The Group has committed debt facilities of GBP920m, with its
bank debt not maturing until June 2022 and the majority of its
private placement debt maturing between 2021 and 2024. While some
of the recent external commentary has had an adverse effect on
confidence, with a consequential impact on the Group's working
capital position, the Group's liquidity headroom is able to absorb
the volatility that this has caused. However, it will result in
reported net debt at 30 June 2019 being higher than current market
expectations and an increase in FY2019 average month-end net debt
to GBP420m-GBP450m.
Kier is in regular dialogue with its largest customers who
continue to be supportive during this period of volatility. Kier
understands that certain suppliers have experienced a reduction in
the level of trade credit insurance available to them; Kier is
working with those suppliers to mitigate the impact of this.
The Board considers that the revised strategy outlined above,
together with the related actions which are now underway, will
result in a significant reduction in the Group's net debt during
FY2020.
Dividend policy
The Board is suspending dividend payments for FY2019 and FY2020.
The Board will continue to review dividend policy for future
financial periods.
Andrew Davies, Chief Executive of Kier, said "Since becoming
Chief Executive on 15 April, I have visited many of our key
locations and spent time with all of our businesses, meeting the
leadership teams and many of our dedicated people in the process. I
have also met with many of our clients. Kier has a number of
high-quality, market-leading businesses, in particular Regional
Building, Infrastructure, Utilities and Highways. I believe that
these businesses will deliver long-term, sustainable revenues and
margins and are inherently cash generative.

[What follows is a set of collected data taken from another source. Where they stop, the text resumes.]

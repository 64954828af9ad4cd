use criterion::{Criterion, black_box, criterion_group, criterion_main};
use device_sidecar::capture::tail_lines;

fn server_log(lines: usize) -> String {
    (0..lines)
        .map(|i| format!("[HTTP] --> POST /session/5f1c2e/element {{\"using\":\"id\",\"value\":\"row-{}\"}}", i))
        .collect::<Vec<_>>()
        .join("\n")
}

fn benchmark_tail(c: &mut Criterion) {
    let small = server_log(400);
    let large = server_log(200_000);

    c.bench_function("tail_500_of_400", |b| {
        b.iter(|| tail_lines(black_box(&small), 500))
    });

    c.bench_function("tail_500_of_200k", |b| {
        b.iter(|| tail_lines(black_box(&large), 500))
    });
}

criterion_group!(benches, benchmark_tail);
criterion_main!(benches);
//! Tailing of the Appium server log.

use std::io::ErrorKind;
use std::path::{Path, PathBuf};

use super::types::{CaptureFailure, CaptureResult};

/// An append-only log file the sidecar reads but never writes
#[derive(Debug, Clone)]
pub struct LogSource {
    path: PathBuf,
    tail_lines: usize,
}

impl LogSource {
    pub fn new(path: impl Into<PathBuf>, tail_lines: usize) -> Self {
        Self {
            path: path.into(),
            tail_lines,
        }
    }

    pub fn path(&self) -> &Path {
        &self.path
    }

    pub fn tail_lines(&self) -> usize {
        self.tail_lines
    }

    /// Read the file and keep its last lines.
    ///
    /// Returns `Ok(None)` when the file does not exist. Invalid UTF-8 is
    /// replaced rather than rejected.
    pub async fn read_tail(&self) -> CaptureResult<Option<String>> {
        let exists = tokio::fs::try_exists(&self.path)
            .await
            .map_err(|source| self.failure(source))?;
        if !exists {
            return Ok(None);
        }

        let bytes = match tokio::fs::read(&self.path).await {
            Ok(bytes) => bytes,
            // Rotated away between the check and the read.
            Err(err) if err.kind() == ErrorKind::NotFound => return Ok(None),
            Err(err) => return Err(self.failure(err)),
        };

        let content = String::from_utf8_lossy(&bytes);
        Ok(Some(tail_lines(&content, self.tail_lines)))
    }

    fn failure(&self, source: std::io::Error) -> CaptureFailure {
        CaptureFailure::LogRead {
            path: self.path.clone(),
            source,
        }
    }
}

/// Keep the last `max_lines` lines of `content`.
///
/// Lines are separated by `\n`. A single trailing newline terminates the last
/// line instead of starting an empty one, and is preserved in the output.
/// Content with at most `max_lines` lines is returned unchanged.
pub fn tail_lines(content: &str, max_lines: usize) -> String {
    if max_lines == 0 {
        return String::new();
    }

    let (body, terminator) = match content.strip_suffix('\n') {
        Some(body) => (body, "\n"),
        None => (content, ""),
    };

    let start = body
        .rmatch_indices('\n')
        .nth(max_lines - 1)
        .map(|(idx, _)| idx + 1)
        .unwrap_or(0);

    let mut excerpt = String::with_capacity(body.len() - start + terminator.len());
    excerpt.push_str(&body[start..]);
    excerpt.push_str(terminator);
    excerpt
}

#[cfg(test)]
mod tests {
    use super::*;
    use pretty_assertions::assert_eq;

    fn numbered(count: usize) -> Vec<String> {
        (1..=count).map(|i| format!("L{}", i)).collect()
    }

    #[test]
    fn test_tail_keeps_short_content() {
        let content = numbered(3).join("\n");
        assert_eq!(tail_lines(&content, 500), content);
    }

    #[test]
    fn test_tail_exact_limit() {
        let content = numbered(500).join("\n");
        assert_eq!(tail_lines(&content, 500), content);
    }

    #[test]
    fn test_tail_truncates_long_content() {
        let content = numbered(600).join("\n");
        let expected = numbered(600)[100..].join("\n");
        assert_eq!(tail_lines(&content, 500), expected);
        assert!(tail_lines(&content, 500).starts_with("L101\n"));
    }

    #[test]
    fn test_tail_preserves_trailing_newline() {
        let content = format!("{}\n", numbered(600).join("\n"));
        let expected = format!("{}\n", numbered(600)[100..].join("\n"));
        assert_eq!(tail_lines(&content, 500), expected);

        let short = "a\nb\n";
        assert_eq!(tail_lines(short, 500), short);
    }

    #[test]
    fn test_tail_edge_cases() {
        assert_eq!(tail_lines("", 500), "");
        assert_eq!(tail_lines("\n", 500), "\n");
        assert_eq!(tail_lines("a\nb\nc", 1), "c");
        assert_eq!(tail_lines("a\nb\nc", 0), "");
        assert_eq!(tail_lines("a\n\n\nb", 2), "\nb");
    }

    #[tokio::test]
    async fn test_read_tail_missing_file() {
        let dir = tempfile::tempdir().unwrap();
        let source = LogSource::new(dir.path().join("absent.log"), 500);
        assert!(source.read_tail().await.unwrap().is_none());
    }

    #[tokio::test]
    async fn test_read_tail_existing_file() {
        let dir = tempfile::tempdir().unwrap();
        let path = dir.path().join("appium.log");
        std::fs::write(&path, numbered(10).join("\n")).unwrap();

        let source = LogSource::new(&path, 4);
        let excerpt = source.read_tail().await.unwrap().unwrap();
        assert_eq!(excerpt, "L7\nL8\nL9\nL10");
    }

    #[tokio::test]
    async fn test_read_tail_lossy_utf8() {
        let dir = tempfile::tempdir().unwrap();
        let path = dir.path().join("appium.log");
        std::fs::write(&path, b"ok\n\xffbad").unwrap();

        let excerpt = LogSource::new(&path, 500).read_tail().await.unwrap().unwrap();
        assert_eq!(excerpt, "ok\n\u{fffd}bad");
    }

    #[tokio::test]
    async fn test_read_tail_directory_is_failure() {
        let dir = tempfile::tempdir().unwrap();
        let source = LogSource::new(dir.path(), 500);
        let err = source.read_tail().await.unwrap_err();
        assert_eq!(err.step(), crate::capture::CaptureStep::LogRead);
    }
}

As previously announced, I have been leading a strategic review
which has resulted in the actions being announced today. These
actions are focused on resetting the operational structure of Kier,
simplifying the portfolio, and emphasising cash generation in order
to structurally reduce debt. By making these changes, we will
reinforce the foundations from which our core activities can
flourish in the future, to the benefit of all of our
stakeholders."
A conference call with Andrew Davies (Chief Executive) and Bev
Dew (Finance Director) for analysts and investors will be held at
8.00 a.m. (BST) today. Dial-in details are as follows:
Telephone number: 0800 358 6374 or +44 (0)330 336 9104
Passcode: 016830
This announcement contains inside information for the purposes
of Market Abuse Regulation (Regulation (EU) No. 596/2014). The
person responsible for making this announcement on behalf of the
Company is Hugh Raven, General Counsel and Company Secretary.
- ENDS -
For further information, please contact:
Kier press office +44 (0)1767 355 096
Richard Mountain/Nick Hasell, FTI Consulting +44 (0)20 3727 1340
This announcement does not constitute an offer of securities by
Kier Group plc (the "Company" and, together with its subsidiaries,
the "Group"). This announcement may include statements that are, or
may be deemed to be, "forward-looking statements". By their nature,
forward-looking statements involve risks and uncertainties because
they relate to events and depend on circumstances that may or may
not occur in the future and may be beyond the Company's or the
Group's ability to control or predict. Forward-looking statements
are not guarantees of future performance. You are advised to read
the section headed "Principal risks and uncertainties" in the
Company's Annual Report and Accounts for the year ended 30 June
2018 and the section of the Company's rights issue prospectus dated
30 November 2018 entitled "Risk factors" for a further discussion
of the factors that could affect the Company's or the Group's
future performance and the industry in which it operates. Other
than in accordance with its legal or regulatory obligations, the
Company does not accept any obligation to update or revise publicly
any forward-looking statement, whether as a result of new
information, future events or otherwise.